Thanks for all the tips guys! I tried another one today making sure my drilled hole is nice and straight. I then put the blank in a vise so I could make sure that I tapped nice and straight. When I got done tapping, there was barely any threads tapped in the hole. Its like the 5/16th bit I have is a little larger than what the hole should be for the 3/8th tap. My calipers show the bit is 5/16 though.  I'm thinking of drilling out with an 8mm bit and then tap. If I can tap that out fairly easy, then I may do the ca coat to reinforce the threads. I'm also thinking about just ordering some inserts also. I like doing the stoppers as it gets me back to using my spindle gouge more. I've been slacking on that tool lately. Lol


----------



## Dieseldoc (Jan 12, 2019)

I would check your so call 5/16 bit  and measure it  make sure it;s not  11/32 or 23/64, reason I say this in check out the  PSI bottle stopper kits specs they show use of two bits  supplied one being 11/32 and other 23/64.

I know for sure if you use a 5/16 bit in a good hole your problem  will be corrected.This is the  same problem Woodcraft has with there Icecream scooper instruction saying with the 3/8-16 thread scoop use a 3/8 bit, Wrong.

Charlie


----------



## bsshog40 (Jan 12, 2019)

Dieseldoc said:


> I would check your so call 5/16 bit  and measure it  make sure it;s not  11/32 or 23/64, reason I say this in check out the  PSI bottle stopper kits specs they show use of two bits  supplied one being 11/32 and other 23/64.
> 
> I know for sure if you use a 5/16 bit in a good hole your problem  will be corrected.This is the  same problem Woodcraft has with there Icecream scooper instruction saying with the 3/8-16 thread scoop use a 3/8 bit, Wrong.
> 
> Charlie



The bit has 5/16th stamped into it and when I measured with the calipers, I set it to inch and it came up 5/16th.


----------



## dogcatcher (Jan 12, 2019)

Not sure on how you are drilling. but apparently you have a drilling issue.  Are you using your lathe or a drill press?  Brands and method you are using?


----------



## bsshog40 (Jan 12, 2019)

dogcatcher said:


> Not sure on how you are drilling. but apparently you have a drilling issue.  Are you using your lathe or a drill press?  Brands and method you are using?

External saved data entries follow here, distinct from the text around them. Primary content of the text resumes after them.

#[cfg(test)]
mod tests {
    use super::mock::{MockReply, MockWorkflow};
    use super::*;
    use serde_json::json;

    #[test]
    fn test_timeout_scales_with_count() {
        assert_eq!(timeout_secs_for(1), 300);
        assert_eq!(timeout_secs_for(100), 300);
        assert_eq!(timeout_secs_for(101), 303);
        for n in 1..=MAX_RECORD_COUNT {
            let secs = AnalysisRequest::new(n).timeout_secs();
            assert_eq!(secs, 300u64.max(3 * n as u64));
            assert!(secs >= 300);
        }
    }

    #[test]
    fn test_request_clamps_count() {
        assert_eq!(AnalysisRequest::new(0).record_count, 1);
        assert_eq!(AnalysisRequest::new(500).record_count, 100);
        assert_eq!(AnalysisRequest::new(10).triggered_by, "streamlit");
    }

    #[test]
    fn test_request_payload_shape() {
        let payload = serde_json::to_value(AnalysisRequest::new(10)).unwrap();
        assert_eq!(
            payload,
            json!({"record_count": 10, "triggered_by": "streamlit"})
        );
    }

    #[test]
    fn test_webhook_url_joins_base_and_path() {
        let client = TriggerClient::new("https://wf.example.com/", DEFAULT_WEBHOOK_PATH).unwrap();
        assert_eq!(
            client.webhook_url(),
            "https://wf.example.com/webhook/c4e3e139-affc-40e5-a550-11c1b30540fe"
        );
        assert_eq!(client.health_url(), "https://wf.example.com/healthz");
    }

    #[test]
    fn test_classify_non_200_truncates_body() {
        assert_eq!(
            classify_response(500, "server error"),
            Outcome::HttpError {
                status: 500,
                body: "server error".to_string()
            }
        );

        let long = "x".repeat(500);
        match classify_response(502, &long) {
            Outcome::HttpError { status, body } => {
                assert_eq!(status, 502);
                assert_eq!(body.chars().count(), 200);
            }
            other => panic!("expected HttpError, got {:?}", other),
        }
    }

    #[test]
    fn test_classify_status_checked_before_body() {
        // Empty body on a 404 is still an HTTP error, not an empty response
        assert!(matches!(
            classify_response(404, ""),
            Outcome::HttpError { status: 404, .. }
        ));
    }

    #[test]
    fn test_classify_empty_and_whitespace_body() {
        assert_eq!(classify_response(200, ""), Outcome::EmptyResponse);
        assert_eq!(classify_response(200, "  \n\t "), Outcome::EmptyResponse);
    }

    #[test]
    fn test_classify_malformed_json() {
        match classify_response(200, "{\"records\": [") {
            Outcome::MalformedJson { error } => {
                assert!(!error.is_empty());
                assert!(error.chars().count() <= 100);
            }
            other => panic!("expected MalformedJson, got {:?}", other),
        }
    }

    #[test]
    fn test_classify_success() {
        assert_eq!(
            classify_response(200, r#"[{"ai_severity_score": 3}]"#),
            Outcome::Success(json!([{"ai_severity_score": 3}]))
        );
    }

    #[test]
    fn test_error_messages_are_user_facing() {
        let err = Outcome::HttpError {
            status: 500,
            body: "server error".into(),
        }
        .into_result()
        .unwrap_err();
        assert_eq!(err.to_string(), "HTTP 500: server error");
        assert!(!err.hints().is_empty());

        let err = Outcome::Timeout { secs: 300 }.into_result().unwrap_err();
        assert_eq!(err.to_string(), "Timeout after 300s");
    }

    #[tokio::test]
    async fn test_trigger_empty_body_scenario() {
        let mock = MockWorkflow::spawn(MockReply::Status {
            status: 200,
            body: String::new(),
        })
        .await
        .unwrap();
        let client = TriggerClient::new(&mock.base_url(), DEFAULT_WEBHOOK_PATH).unwrap();

        assert_eq!(client.trigger(10).await, Outcome::EmptyResponse);
        mock.shutdown().await;
    }

    #[tokio::test]
    async fn test_trigger_http_500_scenario() {
        let mock = MockWorkflow::spawn(MockReply::Status {
            status: 500,
            body: "server error".to_string(),
        })
        .await
        .unwrap();
        let client = TriggerClient::new(&mock.base_url(), DEFAULT_WEBHOOK_PATH).unwrap();

        assert_eq!(
            client.trigger(5).await,
            Outcome::HttpError {
                status: 500,
                body: "server error".to_string()
            }
        );
        mock.shutdown().await;
    }

    #[tokio::test]
    async fn test_trigger_success_returns_records() {
        let mock = MockWorkflow::spawn(MockReply::Records).await.unwrap();
        let client = TriggerClient::new(&mock.base_url(), DEFAULT_WEBHOOK_PATH).unwrap();

        match client.trigger(7).await {
            Outcome::Success(value) => {
                let records = value["records"].as_array().expect("records array");
                assert_eq!(records.len(), 7);
                assert!(records.iter().all(|r| r.get("ai_severity_score").is_some()));
            }
            other => panic!("expected Success, got {:?}", other),
        }
        assert_eq!(client.check_health().await, HealthStatus::Online);
        mock.shutdown().await;
    }

    #[tokio::test]
    async fn test_trigger_slow_workflow_times_out() {
        let mock = MockWorkflow::spawn_with_delay(MockReply::Records, Duration::from_secs(2))
            .await
            .unwrap();
        let client = TriggerClient::new(&mock.base_url(), DEFAULT_WEBHOOK_PATH)
            .unwrap()
            .with_timeout(Duration::from_millis(200));

        let outcome = client.trigger(1).await;
        assert_eq!(outcome, Outcome::Timeout { secs: 0 });
        assert_eq!(
            outcome.into_result().unwrap_err(),
            TriggerError::Timeout { secs: 0 }
        );
        mock.shutdown().await;
    }

    #[tokio::test]
    async fn test_delayed_workflow_still_answers_inside_timeout() {
        let mock = MockWorkflow::spawn_with_delay(MockReply::Records, Duration::from_millis(20))
            .await
            .unwrap();
        let client = TriggerClient::new(&mock.base_url(), DEFAULT_WEBHOOK_PATH)
            .unwrap()
            .with_timeout(Duration::from_secs(10));

        assert_eq!(client.trigger(3).await.label(), "success");
        mock.shutdown().await;
    }

    #[tokio::test]
    async fn test_trigger_connection_refused() {
        // Grab a free port, then release it so nothing is listening
        let listener = std::net::TcpListener::bind("127.0.0.1:0").unwrap();
        let addr = listener.local_addr().unwrap();
        drop(listener);

        let base = format!("http://{}", addr);
        let client = TriggerClient::new(&base, DEFAULT_WEBHOOK_PATH).unwrap();

        assert_eq!(
            client.trigger(3).await,
            Outcome::ConnectionError {
                url: client.webhook_url()
            }
        );
        assert_eq!(client.check_health().await, HealthStatus::Sleeping);
    }
}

I'm using a drill press with a jig. I wound up putting some blue tape on the mandrel threads and was at least able to turn it. The first one tapped better. The wood was zebrawood. The one below is the one that did not tap very well. Not sure what the wood is. It was a supplied blank from PSI.


----------



## dogcatcher (Jan 12, 2019)

Get some scrap wood and try drilling with these sizes of drill bits.  Letter N bit and a 19/64 bit.  Try tapping them and see what happens.  I think your drill press might have some runout and is making the hole a little larger than you need.  

I also recommend using jobber bits.


----------



## bsshog40 (Jan 12, 2019)

dogcatcher said:


> Get some scrap wood and try drilling with these sizes of drill bits.  Letter N bit and a 19/64 bit.  Try tapping them and see what happens.  I think your drill press might have some runout and is making the hole a little larger than you need.
> 
> I also recommend using jobber bits.



Well the press is only about a month old and I don't have any problems with holes drilled for pen tubes. I don't have much for drill bits but I guess I could use a couple others and see if somethings going on with it. What are Jobber Bits?


----------



## dogcatcher (Jan 12, 2019)

The regular drill bit, not a spade bit or a brad point or a Forstner bit.


----------



## Dieseldoc (Jan 12, 2019)

Just another thought.
What tap are you using , as there are three styles of taps.  Starter, plug and bottom .
To get a good tap hole always first use the starter until it bottoms out and finish with a bottom tap.
 Some time when tapping a bottom or plug tap to start a hole it will not go in straight and after travel down the hole will try to straighten out the threads which can cause 20 or 30 percent holes which are over sized.


----------



## bsshog40 (Jan 12, 2019)

dogcatcher said:


> The regular drill bit, not a spade bit or a brad point or a Forstner bit.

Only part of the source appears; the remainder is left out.